## About this exercise
Give again, unaltered, the lines of the listing below that run from the line having "the decision contract." through the line having "with usage and".

## The data

━━━━━━━━━━━━━━━━━━━━

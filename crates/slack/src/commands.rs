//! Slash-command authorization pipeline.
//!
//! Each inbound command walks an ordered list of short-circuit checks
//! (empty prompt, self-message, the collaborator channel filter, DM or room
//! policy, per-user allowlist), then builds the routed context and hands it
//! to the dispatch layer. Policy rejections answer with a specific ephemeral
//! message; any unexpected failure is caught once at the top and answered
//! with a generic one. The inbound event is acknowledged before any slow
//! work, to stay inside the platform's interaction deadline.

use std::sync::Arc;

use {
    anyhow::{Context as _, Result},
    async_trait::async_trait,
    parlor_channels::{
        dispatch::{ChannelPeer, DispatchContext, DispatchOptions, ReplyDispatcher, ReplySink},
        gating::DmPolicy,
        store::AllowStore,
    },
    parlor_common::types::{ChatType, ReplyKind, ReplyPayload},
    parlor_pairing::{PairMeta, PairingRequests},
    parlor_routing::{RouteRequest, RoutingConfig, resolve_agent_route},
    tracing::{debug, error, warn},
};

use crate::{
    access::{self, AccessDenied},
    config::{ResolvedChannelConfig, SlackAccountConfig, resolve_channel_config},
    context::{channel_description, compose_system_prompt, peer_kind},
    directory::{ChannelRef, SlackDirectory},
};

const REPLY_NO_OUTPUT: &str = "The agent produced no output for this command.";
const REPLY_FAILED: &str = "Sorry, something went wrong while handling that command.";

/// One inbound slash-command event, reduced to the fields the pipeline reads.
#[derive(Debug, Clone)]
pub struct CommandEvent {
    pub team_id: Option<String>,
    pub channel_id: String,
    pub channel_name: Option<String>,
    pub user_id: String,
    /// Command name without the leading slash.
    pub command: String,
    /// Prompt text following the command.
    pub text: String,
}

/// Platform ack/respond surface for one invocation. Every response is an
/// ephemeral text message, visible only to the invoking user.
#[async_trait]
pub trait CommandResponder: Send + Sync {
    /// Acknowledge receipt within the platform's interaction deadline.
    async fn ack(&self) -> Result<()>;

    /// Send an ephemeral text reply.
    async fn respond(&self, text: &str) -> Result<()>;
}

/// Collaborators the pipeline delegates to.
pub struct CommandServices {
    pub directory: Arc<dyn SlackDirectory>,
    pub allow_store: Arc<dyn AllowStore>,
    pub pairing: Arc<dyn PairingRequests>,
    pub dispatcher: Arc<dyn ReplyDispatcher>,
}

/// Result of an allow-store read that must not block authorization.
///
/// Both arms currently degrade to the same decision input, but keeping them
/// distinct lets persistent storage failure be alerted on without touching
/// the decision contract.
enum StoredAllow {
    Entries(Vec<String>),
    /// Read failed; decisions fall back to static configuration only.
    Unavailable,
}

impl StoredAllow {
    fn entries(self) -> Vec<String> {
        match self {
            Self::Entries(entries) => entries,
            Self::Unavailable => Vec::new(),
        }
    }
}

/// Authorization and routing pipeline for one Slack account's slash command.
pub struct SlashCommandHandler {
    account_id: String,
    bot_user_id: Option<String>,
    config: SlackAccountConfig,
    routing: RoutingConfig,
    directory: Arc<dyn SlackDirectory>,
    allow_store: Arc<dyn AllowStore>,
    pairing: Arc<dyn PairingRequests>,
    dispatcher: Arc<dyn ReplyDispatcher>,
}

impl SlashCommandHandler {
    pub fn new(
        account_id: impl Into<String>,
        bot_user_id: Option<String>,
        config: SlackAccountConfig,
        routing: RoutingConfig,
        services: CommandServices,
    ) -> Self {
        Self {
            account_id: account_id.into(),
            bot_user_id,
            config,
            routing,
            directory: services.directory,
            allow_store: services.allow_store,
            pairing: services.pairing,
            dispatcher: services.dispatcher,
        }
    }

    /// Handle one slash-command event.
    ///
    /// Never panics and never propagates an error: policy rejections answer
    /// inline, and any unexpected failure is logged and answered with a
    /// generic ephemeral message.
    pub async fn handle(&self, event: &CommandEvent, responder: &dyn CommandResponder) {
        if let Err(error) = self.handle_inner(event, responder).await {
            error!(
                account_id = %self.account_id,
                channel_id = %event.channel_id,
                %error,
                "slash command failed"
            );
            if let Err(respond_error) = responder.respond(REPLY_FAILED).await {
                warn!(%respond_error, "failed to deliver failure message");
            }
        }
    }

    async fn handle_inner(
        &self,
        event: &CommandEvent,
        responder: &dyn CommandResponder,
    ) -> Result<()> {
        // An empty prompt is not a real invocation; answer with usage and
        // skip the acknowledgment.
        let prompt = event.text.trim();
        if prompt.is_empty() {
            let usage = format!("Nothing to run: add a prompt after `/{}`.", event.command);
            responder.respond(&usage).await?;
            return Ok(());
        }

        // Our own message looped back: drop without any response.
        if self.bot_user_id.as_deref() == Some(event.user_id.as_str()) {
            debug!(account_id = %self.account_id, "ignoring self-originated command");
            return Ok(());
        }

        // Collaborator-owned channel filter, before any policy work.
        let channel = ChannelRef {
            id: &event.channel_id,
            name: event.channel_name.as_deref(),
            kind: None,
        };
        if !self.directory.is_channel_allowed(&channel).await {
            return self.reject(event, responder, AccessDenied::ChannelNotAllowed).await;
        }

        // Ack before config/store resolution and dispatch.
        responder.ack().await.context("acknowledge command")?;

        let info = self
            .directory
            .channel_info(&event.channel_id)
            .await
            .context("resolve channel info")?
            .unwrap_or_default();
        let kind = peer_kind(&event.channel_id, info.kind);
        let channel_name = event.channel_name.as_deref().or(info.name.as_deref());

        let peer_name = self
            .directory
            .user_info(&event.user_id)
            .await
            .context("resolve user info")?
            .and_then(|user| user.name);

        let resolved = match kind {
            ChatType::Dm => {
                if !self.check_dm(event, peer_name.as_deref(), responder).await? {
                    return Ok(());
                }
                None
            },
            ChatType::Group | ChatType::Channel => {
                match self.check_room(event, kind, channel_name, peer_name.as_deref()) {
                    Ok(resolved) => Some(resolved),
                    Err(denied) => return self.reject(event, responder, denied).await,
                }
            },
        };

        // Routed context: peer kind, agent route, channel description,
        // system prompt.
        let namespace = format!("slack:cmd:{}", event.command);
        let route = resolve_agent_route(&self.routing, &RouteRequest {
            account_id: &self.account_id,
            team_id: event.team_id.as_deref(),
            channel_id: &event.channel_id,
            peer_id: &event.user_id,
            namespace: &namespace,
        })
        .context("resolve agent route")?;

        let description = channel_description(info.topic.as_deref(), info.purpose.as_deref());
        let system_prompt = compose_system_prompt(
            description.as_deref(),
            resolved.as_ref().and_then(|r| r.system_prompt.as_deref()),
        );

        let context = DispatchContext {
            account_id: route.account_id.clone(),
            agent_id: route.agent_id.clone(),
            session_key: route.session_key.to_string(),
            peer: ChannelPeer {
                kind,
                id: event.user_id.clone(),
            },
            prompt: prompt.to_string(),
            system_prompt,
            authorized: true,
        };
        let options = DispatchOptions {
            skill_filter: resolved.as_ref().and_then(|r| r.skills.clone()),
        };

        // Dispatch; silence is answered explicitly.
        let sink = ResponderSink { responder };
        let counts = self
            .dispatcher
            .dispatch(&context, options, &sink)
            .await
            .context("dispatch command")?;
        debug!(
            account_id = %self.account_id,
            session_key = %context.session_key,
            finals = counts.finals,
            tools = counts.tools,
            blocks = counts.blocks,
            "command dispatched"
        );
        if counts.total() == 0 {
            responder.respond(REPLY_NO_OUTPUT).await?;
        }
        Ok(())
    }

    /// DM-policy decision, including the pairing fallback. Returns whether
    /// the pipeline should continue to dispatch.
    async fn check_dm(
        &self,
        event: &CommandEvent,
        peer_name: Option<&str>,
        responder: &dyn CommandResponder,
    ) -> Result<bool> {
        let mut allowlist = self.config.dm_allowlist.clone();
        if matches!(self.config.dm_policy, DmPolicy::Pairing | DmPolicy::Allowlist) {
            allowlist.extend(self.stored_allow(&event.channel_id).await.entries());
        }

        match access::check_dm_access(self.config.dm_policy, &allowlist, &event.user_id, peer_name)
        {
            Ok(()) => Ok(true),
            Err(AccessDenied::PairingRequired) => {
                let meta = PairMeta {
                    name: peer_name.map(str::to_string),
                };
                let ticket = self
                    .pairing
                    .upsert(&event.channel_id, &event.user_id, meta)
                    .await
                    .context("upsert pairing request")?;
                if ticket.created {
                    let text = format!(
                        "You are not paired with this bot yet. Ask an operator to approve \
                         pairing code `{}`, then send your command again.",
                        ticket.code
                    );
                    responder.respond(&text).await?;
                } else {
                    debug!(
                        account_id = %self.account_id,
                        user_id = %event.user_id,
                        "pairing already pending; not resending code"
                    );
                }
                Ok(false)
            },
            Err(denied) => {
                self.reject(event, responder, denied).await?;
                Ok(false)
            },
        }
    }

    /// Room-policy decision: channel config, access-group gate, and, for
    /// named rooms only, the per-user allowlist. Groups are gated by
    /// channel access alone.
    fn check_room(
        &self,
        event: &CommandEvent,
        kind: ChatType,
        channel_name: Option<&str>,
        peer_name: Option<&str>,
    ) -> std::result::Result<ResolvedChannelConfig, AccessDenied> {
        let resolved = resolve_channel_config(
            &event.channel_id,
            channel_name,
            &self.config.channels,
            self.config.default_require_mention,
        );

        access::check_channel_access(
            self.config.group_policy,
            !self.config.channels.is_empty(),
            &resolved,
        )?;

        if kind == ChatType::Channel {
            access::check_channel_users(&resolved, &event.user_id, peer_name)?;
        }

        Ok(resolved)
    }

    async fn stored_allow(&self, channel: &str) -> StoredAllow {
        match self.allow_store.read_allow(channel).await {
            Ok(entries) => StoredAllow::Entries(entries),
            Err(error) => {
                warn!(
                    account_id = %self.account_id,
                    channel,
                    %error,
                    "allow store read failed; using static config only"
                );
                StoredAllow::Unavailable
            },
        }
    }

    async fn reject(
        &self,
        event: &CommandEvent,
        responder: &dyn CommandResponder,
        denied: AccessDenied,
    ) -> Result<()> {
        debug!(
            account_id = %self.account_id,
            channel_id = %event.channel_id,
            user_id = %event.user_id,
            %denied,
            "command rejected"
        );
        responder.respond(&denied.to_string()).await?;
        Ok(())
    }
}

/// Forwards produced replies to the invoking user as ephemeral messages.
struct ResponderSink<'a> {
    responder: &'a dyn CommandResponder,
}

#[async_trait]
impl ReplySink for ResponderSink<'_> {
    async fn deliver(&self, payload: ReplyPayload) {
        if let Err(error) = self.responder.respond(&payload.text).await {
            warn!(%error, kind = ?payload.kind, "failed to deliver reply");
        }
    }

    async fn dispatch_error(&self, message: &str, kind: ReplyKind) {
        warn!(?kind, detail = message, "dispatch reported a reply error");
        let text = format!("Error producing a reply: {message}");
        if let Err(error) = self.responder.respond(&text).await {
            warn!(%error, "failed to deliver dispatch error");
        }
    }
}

━━━━━━━━━━━━━━━━━━━━

## The completed task
/// the decision contract.
enum StoredAllow {
    Entries(Vec<String>),
    /// Read failed; decisions fall back to static configuration only.
    Unavailable,
}

impl StoredAllow {
    fn entries(self) -> Vec<String> {
        match self {
            Self::Entries(entries) => entries,
            Self::Unavailable => Vec::new(),
        }
    }
}

/// Authorization and routing pipeline for one Slack account's slash command.
pub struct SlashCommandHandler {
    account_id: String,
    bot_user_id: Option<String>,
    config: SlackAccountConfig,
    routing: RoutingConfig,
    directory: Arc<dyn SlackDirectory>,
    allow_store: Arc<dyn AllowStore>,
    pairing: Arc<dyn PairingRequests>,
    dispatcher: Arc<dyn ReplyDispatcher>,
}

impl SlashCommandHandler {
    pub fn new(
        account_id: impl Into<String>,
        bot_user_id: Option<String>,
        config: SlackAccountConfig,
        routing: RoutingConfig,
        services: CommandServices,
    ) -> Self {
        Self {
            account_id: account_id.into(),
            bot_user_id,
            config,
            routing,
            directory: services.directory,
            allow_store: services.allow_store,
            pairing: services.pairing,
            dispatcher: services.dispatcher,
        }
    }

    /// Handle one slash-command event.
    ///
    /// Never panics and never propagates an error: policy rejections answer
    /// inline, and any unexpected failure is logged and answered with a
    /// generic ephemeral message.
    pub async fn handle(&self, event: &CommandEvent, responder: &dyn CommandResponder) {
        if let Err(error) = self.handle_inner(event, responder).await {
            error!(
                account_id = %self.account_id,
                channel_id = %event.channel_id,
                %error,
                "slash command failed"
            );
            if let Err(respond_error) = responder.respond(REPLY_FAILED).await {
                warn!(%respond_error, "failed to deliver failure message");
            }
        }
    }

    async fn handle_inner(
        &self,
        event: &CommandEvent,
        responder: &dyn CommandResponder,
    ) -> Result<()> {
        // An empty prompt is not a real invocation; answer with usage and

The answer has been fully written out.